The malls grand opening happened on September 29, 1966, opening with 5 stores. Belks, W. T. Grants, Friedman's Jewelers, Royce Shoes and Eckerd Drug opened with the mall, meanwhile Harris Teeter and other smaller shops were still finishing construction. In addition, a Hardee's was located as an outparcel of the mall, and had been open for several months prior to the grand opening.

===1970s===

Following the closure of the W. T. Grant store at the mall, department store JCPenney would announce plans to locate at the mall in September 1976. The renovations would complete, and JCPenney had a grand opening on January 26, 1977.

===1980s===

On July 3, 1980, Belk at the Quenby Mall closed in favor of the location at the new Albemarle Mall, which was scheduled to open on July 30 of that year.

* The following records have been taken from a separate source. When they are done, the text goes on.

//! Property tests for candidate filtering and selection

use proptest::prelude::*;
use std::collections::BTreeSet;
use tandem_match::matching::{
    eligible_candidates, AttributeCompatibility, CandidateSelector, UniformSelector,
};
use tandem_match::types::{MatchAttributes, Participant, QueueEntry};

fn entry(id: &str, language: &str) -> QueueEntry {
    QueueEntry::new(Participant::new(id, MatchAttributes::for_language(language)))
}

proptest! {
    #[test]
    fn prop_requester_never_eligible(
        ids in proptest::collection::vec("[a-e]{1,2}", 0..30),
        requester in "[a-e]{1,2}",
        excluded in proptest::collection::btree_set("[a-e]{1,2}", 0..5),
    ) {
        let me = Participant::new(requester.clone(), MatchAttributes::for_language("en"));
        let raw: Vec<_> = ids.iter().map(|id| entry(id, "en")).collect();
        let echoed = ids.iter().filter(|id| **id == requester).count();

        let eligible = eligible_candidates(&me, &excluded, raw, &AttributeCompatibility::new());

        prop_assert_eq!(eligible.self_matches, echoed);
        for candidate in &eligible.entries {
            prop_assert_ne!(candidate.participant_id(), &requester);
            prop_assert!(!excluded.contains(candidate.participant_id()));
        }
    }

    #[test]
    fn prop_eligible_set_is_sorted_and_unique(
        ids in proptest::collection::vec("[a-z]{1,3}", 0..40),
    ) {
        let me = Participant::new("requester", MatchAttributes::for_language("en"));
        let raw: Vec<_> = ids.iter().map(|id| entry(id, "en")).collect();
        let expected: BTreeSet<_> = ids.iter().filter(|id| *id != "requester").cloned().collect();

        let eligible =
            eligible_candidates(&me, &BTreeSet::new(), raw, &AttributeCompatibility::new());

        let got: Vec<_> = eligible.entries.iter().map(|e| e.participant_id().clone()).collect();
        let want: Vec<_> = expected.into_iter().collect();
        prop_assert_eq!(got, want);
    }

    #[test]
    fn prop_selected_index_is_in_range(len in 0usize..500, seed in any::<u64>()) {
        let selector = UniformSelector::seeded(seed);
        match selector.select_index(len) {
            None => prop_assert_eq!(len, 0),
            Some(index) => prop_assert!(index < len),
        }
    }
}
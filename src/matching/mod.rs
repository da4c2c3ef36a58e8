//! Random-pairing matchmaking
//!
//! This module holds the matching engine together with the pluggable pieces it
//! is built from: the compatibility policy that filters candidates and the
//! selector that picks one of them uniformly at random.

pub mod compatibility;
pub mod engine;
pub mod selection;

// Re-export commonly used types
pub use compatibility::{AttributeCompatibility, CompatibilityPolicy};
pub use engine::{EngineStats, MatchEngine, MatchingConfig};
pub use selection::{CandidateSelector, UniformSelector};

use crate::types::{Participant, ParticipantId, QueueEntry};
use std::collections::BTreeSet;

/// Candidates left after filtering a raw query result
#[derive(Debug, Clone, Default)]
pub struct EligibleCandidates {
    /// Compatible entries sorted by participant id
    pub entries: Vec<QueueEntry>,
    /// Times the requester itself showed up in the raw result
    pub self_matches: usize,
}

/// Filter a raw candidate set down to the entries the requester may pair with
///
/// The requester's own entry, excluded identities, entries under a live claim,
/// and incompatible entries are dropped. The result is sorted by id so that
/// selection does not depend on the store's iteration order.
pub fn eligible_candidates(
    requester: &Participant,
    exclude: &BTreeSet<ParticipantId>,
    raw: Vec<QueueEntry>,
    policy: &dyn CompatibilityPolicy,
) -> EligibleCandidates {
    let now = chrono::Utc::now();
    let mut self_matches = 0;

    let mut entries: Vec<QueueEntry> = raw
        .into_iter()
        .filter(|entry| {
            if entry.participant_id() == &requester.id {
                self_matches += 1;
                return false;
            }
            !exclude.contains(entry.participant_id())
                && !entry.is_claimed(now)
                && policy.is_compatible(requester, entry)
        })
        .collect();

    entries.sort_by(|a, b| a.participant_id().cmp(b.participant_id()));
    entries.dedup_by(|a, b| a.participant_id() == b.participant_id());

    EligibleCandidates {
        entries,
        self_matches,
    }
}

The mall would undergo a renovation in 1983, brought upon by its then owners Stephen D Bell & Company, based out of Greensboro, North Carolina. Improvements included a new ceiling, new lighting, new flooring and the addition of heating and air conditioning.

Two businesses: Burney's and Minor Things, would open up at the mall on March 23, 1985. Minor Things was an apparel shop selling children's clothes and shoes, meanwhile Burney's featured outdoor activity gear.

In 1987, JCPenney closed their doors at the Quenby Mall, and hosted a fixture sale in their former store in November of that year.

In 1988, the mall would be put up for sale, with several proposed ideas including changing the mall into a mixed use center.

Following JCPenney's departure, both Harris-Teeter and Eckerd Drug would leave the mall for a new strip center across town in 1989. This would leave the mall anchorless.

First Union Bank would consolidate their Quenby Mall Branch into another location, closing operations at the mall in early 1989.

===1990s===

By the 1990s, the mostly empty shopping mall was attracting interest by the local government to house the health department and other county offices.

A restaurant known as Dinner Bell located at the Quenby Mall, opening in July 1992. They were allowed to stay after the county's renovations.

Stanly County's intentions to purchase the mall were being finalized in late 1992, and completed on January 24, 1993. The mall was purchased by the county for a total of $1.3 million, and they went on to perform over $2 million in renovations on the property to get it suited to their needs.